◆ **EXTRACTED ENTRIES**:
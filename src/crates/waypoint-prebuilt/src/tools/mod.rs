//! Tools callable by agents
//!
//! A [`Tool`] takes JSON arguments and returns a JSON result. Tools are
//! collected in a [`ToolRegistry`], which the [`ToolNode`](crate::ToolNode)
//! uses to run the calls an assistant message requests.
//!
//! ```rust
//! use async_trait::async_trait;
//! use serde_json::{json, Value};
//! use waypoint_prebuilt::{Result, Tool, ToolRegistry};
//!
//! struct Echo;
//!
//! #[async_trait]
//! impl Tool for Echo {
//!     fn name(&self) -> &str {
//!         "echo"
//!     }
//!
//!     fn description(&self) -> &str {
//!         "Return the arguments unchanged"
//!     }
//!
//!     async fn execute(&self, input: Value) -> Result<Value> {
//!         Ok(input)
//!     }
//! }
//!
//! let mut registry = ToolRegistry::new();
//! registry.register(Echo);
//! assert_eq!(registry.list_tools(), vec!["echo"]);
//! ```
//!
//! When [`Tool::input_schema`] returns a schema, arguments are checked
//! against it before [`Tool::execute`] runs.

use async_trait::async_trait;
use serde::{Deserialize, Serialize};
use serde_json::Value;
use std::collections::HashMap;
use std::fmt;
use std::sync::Arc;
use tracing::debug;

use crate::error::{PrebuiltError, Result};
use crate::validation::validate_against_schema;

/// An action an agent can take
#[async_trait]
pub trait Tool: Send + Sync {
    /// Name the model uses to call this tool
    fn name(&self) -> &str;

    fn description(&self) -> &str;

    /// JSON schema for the arguments, if any
    fn input_schema(&self) -> Option<Value> {
        None
    }

    async fn execute(&self, input: Value) -> Result<Value>;

    /// Check arguments before execution
    fn validate_input(&self, input: &Value) -> Result<()> {
        match self.input_schema() {
            Some(schema) => validate_against_schema(input, &schema),
            None => Ok(()),
        }
    }
}

/// Description of a tool as offered to a chat model
#[derive(Debug, Clone, Serialize, Deserialize, PartialEq)]
pub struct ToolMetadata {
    pub name: String,
    pub description: String,
    #[serde(default, skip_serializing_if = "Option::is_none")]
    pub input_schema: Option<Value>,
}

impl ToolMetadata {
    pub fn from_tool(tool: &dyn Tool) -> Self {
        Self {
            name: tool.name().to_string(),
            description: tool.description().to_string(),
            input_schema: tool.input_schema(),
        }
    }
}

/// Tools by name
#[derive(Clone, Default)]
pub struct ToolRegistry {
    tools: HashMap<String, Arc<dyn Tool>>,
}

impl ToolRegistry {
    pub fn new() -> Self {
        Self::default()
    }

    /// Register a tool, replacing any tool with the same name
    pub fn register(&mut self, tool: impl Tool + 'static) -> &mut Self {
        self.register_arc(Arc::new(tool))
    }

    pub fn register_arc(&mut self, tool: Arc<dyn Tool>) -> &mut Self {
        self.tools.insert(tool.name().to_string(), tool);
        self
    }

    pub fn get(&self, name: &str) -> Option<Arc<dyn Tool>> {
        self.tools.get(name).cloned()
    }

    pub fn contains(&self, name: &str) -> bool {
        self.tools.contains_key(name)
    }

    /// Registered tool names, sorted
    pub fn list_tools(&self) -> Vec<&str> {
        let mut names: Vec<&str> = self.tools.keys().map(String::as_str).collect();
        names.sort_unstable();
        names
    }

    /// Metadata for every tool, sorted by name
    pub fn list_metadata(&self) -> Vec<ToolMetadata> {
        self.list_tools()
            .into_iter()
            .filter_map(|name| self.tools.get(name))
            .map(|tool| ToolMetadata::from_tool(tool.as_ref()))
            .collect()
    }

    pub fn len(&self) -> usize {
        self.tools.len()
    }

    pub fn is_empty(&self) -> bool {
        self.tools.is_empty()
    }

    /// Validate `input` and run the named tool
    pub async fn execute(&self, name: &str, input: Value) -> Result<Value> {
        let tool = self
            .get(name)
            .ok_or_else(|| PrebuiltError::ToolNotFound(name.to_string()))?;
        tool.validate_input(&input)?;
        debug!(tool = name, "Executing tool");
        tool.execute(input).await
    }
}

impl fmt::Debug for ToolRegistry {
    fn fmt(&self, f: &mut fmt::Formatter<'_>) -> fmt::Result {
        f.debug_struct("ToolRegistry")
            .field("tools", &self.list_tools())
            .finish()
    }
}
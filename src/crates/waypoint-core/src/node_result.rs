//! What a node returns

use crate::command::Command;
use serde_json::Value;

/// Output of a node
///
/// Nodes either return a partial state update, merged into the graph state
/// through the schema reducers, or a [`Command`] that also decides where
/// control flows next.
///
/// ```rust
/// use waypoint_core::{Command, NodeOutput};
/// use serde_json::json;
///
/// let plain = NodeOutput::Update(json!({"count": 1}));
/// let routed = NodeOutput::Command(Command::goto("review"));
/// assert!(!plain.has_goto());
/// assert!(routed.has_goto());
/// ```
#[derive(Debug, Clone, PartialEq)]
pub enum NodeOutput {
    /// Partial state update
    Update(Value),

    /// Update plus routing
    Command(Command),
}

impl NodeOutput {
    /// The state update carried by this output, if any
    pub fn update(&self) -> Option<&Value> {
        match self {
            NodeOutput::Update(value) => Some(value),
            NodeOutput::Command(cmd) => cmd.update.as_ref(),
        }
    }

    pub fn has_goto(&self) -> bool {
        matches!(self, NodeOutput::Command(cmd) if cmd.goto.is_some())
    }

    /// Convert into a Command, creating one if needed
    pub fn into_command(self) -> Command {
        match self {
            NodeOutput::Update(value) if value.is_null() => Command::new(),
            NodeOutput::Update(value) => Command::new().with_update(value),
            NodeOutput::Command(cmd) => cmd,
        }
    }
}

impl From<Value> for NodeOutput {
    fn from(value: Value) -> Self {
        NodeOutput::Update(value)
    }
}

impl From<Command> for NodeOutput {
    fn from(cmd: Command) -> Self {
        NodeOutput::Command(cmd)
    }
}
//! Tracing subscriber setup
//!
//! Libraries only emit `tracing` events; binaries and tests call
//! [`init_tracing`] once to print them.

use tracing_subscriber::{fmt, EnvFilter};

use crate::config::{LogFormat, LoggingConfig};
use crate::error::{GraphError, Result};

/// Install a global fmt subscriber for `config`
///
/// `RUST_LOG` is ignored; the filter comes from `config.level`. Fails when
/// the filter does not parse or a global subscriber is already installed.
pub fn init_tracing(config: &LoggingConfig) -> Result<()> {
    let filter = EnvFilter::try_new(&config.level).map_err(|e| {
        GraphError::Configuration(format!("Invalid log filter '{}': {}", config.level, e))
    })?;

    let builder = fmt().with_env_filter(filter).with_target(true);
    let installed = match config.format {
        LogFormat::Compact => builder.compact().try_init(),
        LogFormat::Pretty => builder.pretty().try_init(),
        LogFormat::Json => builder.json().try_init(),
    };
    installed.map_err(|e| GraphError::Configuration(format!("Failed to install subscriber: {}", e)))
}
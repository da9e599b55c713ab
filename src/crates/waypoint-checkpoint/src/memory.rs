//! In-memory checkpoint saver
//!
//! [`InMemoryCheckpointSaver`] keeps every thread's checkpoints in a
//! `tokio::sync::RwLock`-guarded map. Nothing survives the process, which
//! makes it the right choice for tests, prototypes and single-session tools.
//!
//! ```rust,no_run
//! use waypoint_checkpoint::{
//!     Checkpoint, CheckpointConfig, CheckpointMetadata, CheckpointSaver,
//!     InMemoryCheckpointSaver,
//! };
//!
//! # async fn example() -> waypoint_checkpoint::Result<()> {
//! let saver = InMemoryCheckpointSaver::new();
//! let config = CheckpointConfig::for_thread("thread-1");
//!
//! let saved = saver
//!     .put(&config, Checkpoint::empty(), CheckpointMetadata::new())
//!     .await?;
//! let tuple = saver.get_tuple(&saved).await?;
//! assert!(tuple.is_some());
//! # Ok(())
//! # }
//! ```

use crate::{
    checkpoint::{Checkpoint, CheckpointConfig, CheckpointMetadata, CheckpointTuple, PendingWrite},
    error::{CheckpointError, Result},
    traits::{CheckpointSaver, CheckpointStream},
};
use async_trait::async_trait;
use futures::stream;
use serde_json::Value;
use std::collections::HashMap;
use std::sync::Arc;
use tokio::sync::RwLock;

#[derive(Debug, Clone)]
struct CheckpointEntry {
    checkpoint: Checkpoint,
    metadata: CheckpointMetadata,
    config: CheckpointConfig,
    parent_config: Option<CheckpointConfig>,
    writes: Vec<PendingWrite>,
}

impl CheckpointEntry {
    fn to_tuple(&self) -> CheckpointTuple {
        CheckpointTuple {
            config: self.config.clone(),
            checkpoint: self.checkpoint.clone(),
            metadata: self.metadata.clone(),
            parent_config: self.parent_config.clone(),
            pending_writes: self.writes.clone(),
        }
    }
}

/// Entries per thread, in insertion order
type CheckpointStorage = Arc<RwLock<HashMap<String, Vec<CheckpointEntry>>>>;

/// Thread-isolated checkpoint storage held in memory
#[derive(Debug, Clone)]
pub struct InMemoryCheckpointSaver {
    storage: CheckpointStorage,
}

impl InMemoryCheckpointSaver {
    pub fn new() -> Self {
        Self {
            storage: Arc::new(RwLock::new(HashMap::new())),
        }
    }

    /// Number of threads with at least one checkpoint
    pub async fn thread_count(&self) -> usize {
        self.storage.read().await.len()
    }

    /// Total number of stored checkpoints across threads
    pub async fn checkpoint_count(&self) -> usize {
        self.storage
            .read()
            .await
            .values()
            .map(|entries| entries.len())
            .sum()
    }

    pub async fn clear(&self) {
        self.storage.write().await.clear();
    }
}

impl Default for InMemoryCheckpointSaver {
    fn default() -> Self {
        Self::new()
    }
}

#[async_trait]
impl CheckpointSaver for InMemoryCheckpointSaver {
    async fn get_tuple(&self, config: &CheckpointConfig) -> Result<Option<CheckpointTuple>> {
        let thread_id = config.require_thread_id()?;
        let storage = self.storage.read().await;

        let Some(entries) = storage.get(thread_id) else {
            return Ok(None);
        };

        let entry = match &config.checkpoint_id {
            Some(checkpoint_id) => entries.iter().find(|e| &e.checkpoint.id == checkpoint_id),
            None => entries.last(),
        };

        Ok(entry.map(CheckpointEntry::to_tuple))
    }

    async fn list(
        &self,
        config: Option<&CheckpointConfig>,
        filter: Option<HashMap<String, Value>>,
        before: Option<&CheckpointConfig>,
        limit: Option<usize>,
    ) -> Result<CheckpointStream> {
        let storage = self.storage.read().await;
        let mut results = Vec::new();

        let mut thread_ids: Vec<String> = match config.and_then(|cfg| cfg.thread_id.clone()) {
            Some(thread_id) => vec![thread_id],
            None => storage.keys().cloned().collect(),
        };
        thread_ids.sort();

        'threads: for thread_id in thread_ids {
            let Some(entries) = storage.get(&thread_id) else {
                continue;
            };

            // Position of the `before` checkpoint within this thread, if any
            let cutoff = before
                .and_then(|cfg| cfg.checkpoint_id.as_ref())
                .and_then(|id| entries.iter().position(|e| &e.checkpoint.id == id));

            for (index, entry) in entries.iter().enumerate().rev() {
                if matches!(cutoff, Some(cut) if index >= cut) {
                    continue;
                }

                if let Some(filter_map) = &filter {
                    if !entry.metadata.matches(filter_map) {
                        continue;
                    }
                }

                results.push(Ok(entry.to_tuple()));

                if matches!(limit, Some(lim) if results.len() >= lim) {
                    break 'threads;
                }
            }
        }

        Ok(Box::pin(stream::iter(results)))
    }

    async fn put(
        &self,
        config: &CheckpointConfig,
        checkpoint: Checkpoint,
        metadata: CheckpointMetadata,
    ) -> Result<CheckpointConfig> {
        let thread_id = config.require_thread_id()?.to_string();

        let checkpoint_config = CheckpointConfig {
            thread_id: Some(thread_id.clone()),
            checkpoint_id: Some(checkpoint.id.clone()),
            extra: config.extra.clone(),
        };

        let entry = CheckpointEntry {
            checkpoint,
            metadata,
            config: checkpoint_config.clone(),
            parent_config: config.checkpoint_id.as_ref().map(|_| config.clone()),
            writes: Vec::new(),
        };

        let mut storage = self.storage.write().await;
        let entries = storage.entry(thread_id).or_default();
        if entries.iter().any(|e| e.checkpoint.id == entry.checkpoint.id) {
            return Err(CheckpointError::Invalid(format!(
                "Checkpoint {} already exists",
                entry.checkpoint.id
            )));
        }
        entries.push(entry);

        Ok(checkpoint_config)
    }

    async fn put_writes(
        &self,
        config: &CheckpointConfig,
        writes: Vec<(String, Value)>,
        task_id: String,
    ) -> Result<()> {
        let thread_id = config.require_thread_id()?;
        let checkpoint_id = config
            .checkpoint_id
            .as_ref()
            .ok_or_else(|| CheckpointError::Invalid("checkpoint_id is required".to_string()))?;

        let mut storage = self.storage.write().await;

        let entry = storage
            .get_mut(thread_id)
            .and_then(|entries| entries.iter_mut().find(|e| &e.checkpoint.id == checkpoint_id))
            .ok_or_else(|| CheckpointError::NotFound(checkpoint_id.clone()))?;

        for (channel, value) in writes {
            entry.writes.push((task_id.clone(), channel, value));
        }

        Ok(())
    }

    async fn delete_thread(&self, thread_id: &str) -> Result<()> {
        self.storage.write().await.remove(thread_id);
        Ok(())
    }
}
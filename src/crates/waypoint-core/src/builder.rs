//! Graph builder
//!
//! [`StateGraph`] collects nodes, edges and the state schema, then compiles
//! into an executable [`CompiledGraph`].
//!
//! ```rust,no_run
//! use waypoint_core::{StateGraph, END};
//! use waypoint_core::state::AppendReducer;
//! use serde_json::json;
//!
//! # fn build() -> waypoint_core::Result<waypoint_core::CompiledGraph> {
//! let mut graph = StateGraph::new();
//! graph.add_field("log", AppendReducer);
//!
//! graph.add_node("draft", |_state| Box::pin(async move {
//!     Ok(json!({"log": ["drafted"]}))
//! }));
//! graph.add_node("publish", |_state| Box::pin(async move {
//!     Ok(json!({"log": ["published"]}))
//! }));
//!
//! graph.set_entry_point("draft");
//! graph.add_edge("draft", "publish");
//! graph.add_edge("publish", END);
//!
//! graph.compile()
//! # }
//! ```
//!
//! Builder methods return `&mut Self` for chaining. Structural mistakes that
//! can be detected while adding (duplicate or reserved node names) are kept
//! and reported by [`compile`](StateGraph::compile).

use futures::future::BoxFuture;
use serde_json::Value;
use std::collections::HashMap;
use std::fmt;
use std::sync::Arc;
use waypoint_checkpoint::CheckpointSaver;

use crate::command::Command;
use crate::compiled::CompiledGraph;
use crate::error::{GraphError, Result};
use crate::graph::{Branch, Graph, NodeFn, NodeId, NodeSpec, Route, END, START};
use crate::interrupt::InterruptConfig;
use crate::node_result::NodeOutput;
use crate::state::{Reducer, StateSchema};

/// Default maximum number of steps per invocation
pub const DEFAULT_RECURSION_LIMIT: usize = 25;

/// Options applied when compiling a graph
#[derive(Clone)]
pub struct CompileOptions {
    /// Persistence backend; required for suspension and resume
    pub checkpointer: Option<Arc<dyn CheckpointSaver>>,

    /// Static breakpoints
    pub interrupts: InterruptConfig,

    /// Default step limit for invocations that don't set one
    pub recursion_limit: usize,
}

impl Default for CompileOptions {
    fn default() -> Self {
        Self {
            checkpointer: None,
            interrupts: InterruptConfig::default(),
            recursion_limit: DEFAULT_RECURSION_LIMIT,
        }
    }
}

impl CompileOptions {
    pub fn new() -> Self {
        Self::default()
    }

    pub fn with_checkpointer(mut self, saver: Arc<dyn CheckpointSaver>) -> Self {
        self.checkpointer = Some(saver);
        self
    }

    pub fn with_interrupt_before<I, S>(mut self, nodes: I) -> Self
    where
        I: IntoIterator<Item = S>,
        S: Into<NodeId>,
    {
        self.interrupts.interrupt_before = nodes.into_iter().map(Into::into).collect();
        self
    }

    pub fn with_interrupt_after<I, S>(mut self, nodes: I) -> Self
    where
        I: IntoIterator<Item = S>,
        S: Into<NodeId>,
    {
        self.interrupts.interrupt_after = nodes.into_iter().map(Into::into).collect();
        self
    }

    pub fn with_interrupts(mut self, interrupts: InterruptConfig) -> Self {
        self.interrupts = interrupts;
        self
    }

    pub fn with_recursion_limit(mut self, limit: usize) -> Self {
        self.recursion_limit = limit;
        self
    }
}

impl fmt::Debug for CompileOptions {
    fn fmt(&self, f: &mut fmt::Formatter<'_>) -> fmt::Result {
        f.debug_struct("CompileOptions")
            .field("has_checkpointer", &self.checkpointer.is_some())
            .field("interrupts", &self.interrupts)
            .field("recursion_limit", &self.recursion_limit)
            .finish()
    }
}

/// Builder for stateful graphs
#[derive(Debug, Default)]
pub struct StateGraph {
    graph: Graph,
    schema: StateSchema,
    error: Option<GraphError>,
}

impl StateGraph {
    pub fn new() -> Self {
        Self::default()
    }

    /// Start from a state schema with field reducers
    pub fn with_schema(schema: StateSchema) -> Self {
        Self {
            schema,
            ..Self::default()
        }
    }

    /// Register a reducer for a state field
    pub fn add_field(&mut self, field: impl Into<String>, reducer: impl Reducer + 'static) -> &mut Self {
        self.schema.add_field(field, reducer);
        self
    }

    /// Add a node returning a partial state update
    pub fn add_node<F>(&mut self, id: impl Into<NodeId>, node: F) -> &mut Self
    where
        F: Fn(Value) -> BoxFuture<'static, Result<Value>> + Send + Sync + 'static,
    {
        let func: NodeFn = Arc::new(move |state: Value| -> BoxFuture<'static, Result<NodeOutput>> {
            let fut = node(state);
            Box::pin(async move { fut.await.map(NodeOutput::Update) })
        });
        self.push_node(id.into(), func)
    }

    /// Add a node returning a [`Command`] (update + routing)
    pub fn add_command_node<F>(&mut self, id: impl Into<NodeId>, node: F) -> &mut Self
    where
        F: Fn(Value) -> BoxFuture<'static, Result<Command>> + Send + Sync + 'static,
    {
        let func: NodeFn = Arc::new(move |state: Value| -> BoxFuture<'static, Result<NodeOutput>> {
            let fut = node(state);
            Box::pin(async move { fut.await.map(NodeOutput::Command) })
        });
        self.push_node(id.into(), func)
    }

    /// Add a node that decides per call whether to route
    pub fn add_node_with_output<F>(&mut self, id: impl Into<NodeId>, node: F) -> &mut Self
    where
        F: Fn(Value) -> BoxFuture<'static, Result<NodeOutput>> + Send + Sync + 'static,
    {
        self.push_node(id.into(), Arc::new(node))
    }

    fn push_node(&mut self, name: NodeId, func: NodeFn) -> &mut Self {
        if let Err(e) = self.graph.add_node(NodeSpec { name, func }) {
            self.error.get_or_insert(e);
        }
        self
    }

    /// Add a static edge; an edge from [`START`] sets the entry point
    pub fn add_edge(&mut self, from: impl Into<NodeId>, to: impl Into<NodeId>) -> &mut Self {
        self.graph.add_edge(from.into(), to.into());
        self
    }

    /// Add a conditional edge
    ///
    /// `router` runs on the state after `from`'s update is applied. Its keys
    /// are translated through `path_map` when given, otherwise they must be
    /// node names (or [`END`]).
    pub fn add_conditional_edges<F, R>(
        &mut self,
        from: impl Into<NodeId>,
        router: F,
        path_map: Option<HashMap<String, NodeId>>,
    ) -> &mut Self
    where
        F: Fn(&Value) -> R + Send + Sync + 'static,
        R: Into<Route>,
    {
        let branch = Branch {
            router: Arc::new(move |state: &Value| -> Route { router(state).into() }),
            path_map,
        };
        self.graph.add_branch(from.into(), branch);
        self
    }

    pub fn set_entry_point(&mut self, node: impl Into<NodeId>) -> &mut Self {
        self.add_edge(START, node)
    }

    pub fn set_finish_point(&mut self, node: impl Into<NodeId>) -> &mut Self {
        self.add_edge(node, END)
    }

    pub fn graph(&self) -> &Graph {
        &self.graph
    }

    /// Validate and compile with default options
    pub fn compile(self) -> Result<CompiledGraph> {
        self.compile_with(CompileOptions::default())
    }

    /// Validate and compile with a checkpointer, breakpoints and limits
    pub fn compile_with(self, options: CompileOptions) -> Result<CompiledGraph> {
        if let Some(err) = self.error {
            return Err(err);
        }
        self.graph.validate()?;

        let breakpoints = options
            .interrupts
            .interrupt_before
            .iter()
            .chain(options.interrupts.interrupt_after.iter());
        for node in breakpoints {
            if !self.graph.contains_node(node) {
                return Err(GraphError::Validation(format!(
                    "Breakpoint node '{}' does not exist",
                    node
                )));
            }
        }
        if options.recursion_limit == 0 {
            return Err(GraphError::Validation(
                "Recursion limit must be at least 1".to_string(),
            ));
        }

        tracing::debug!(
            nodes = self.graph.node_names().len(),
            checkpointer = options.checkpointer.is_some(),
            "Compiled graph"
        );
        Ok(CompiledGraph::new(self.graph, self.schema, options))
    }
}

◆ **WHAT YOU HAVE TO DO**: Look through the entries and return each line that has the word "least" in it.

◆ **SOLUTION TO THIS EXERCISE**:
    /// Number of threads with at least one checkpoint
                "Recursion limit must be at least 1".to_string(),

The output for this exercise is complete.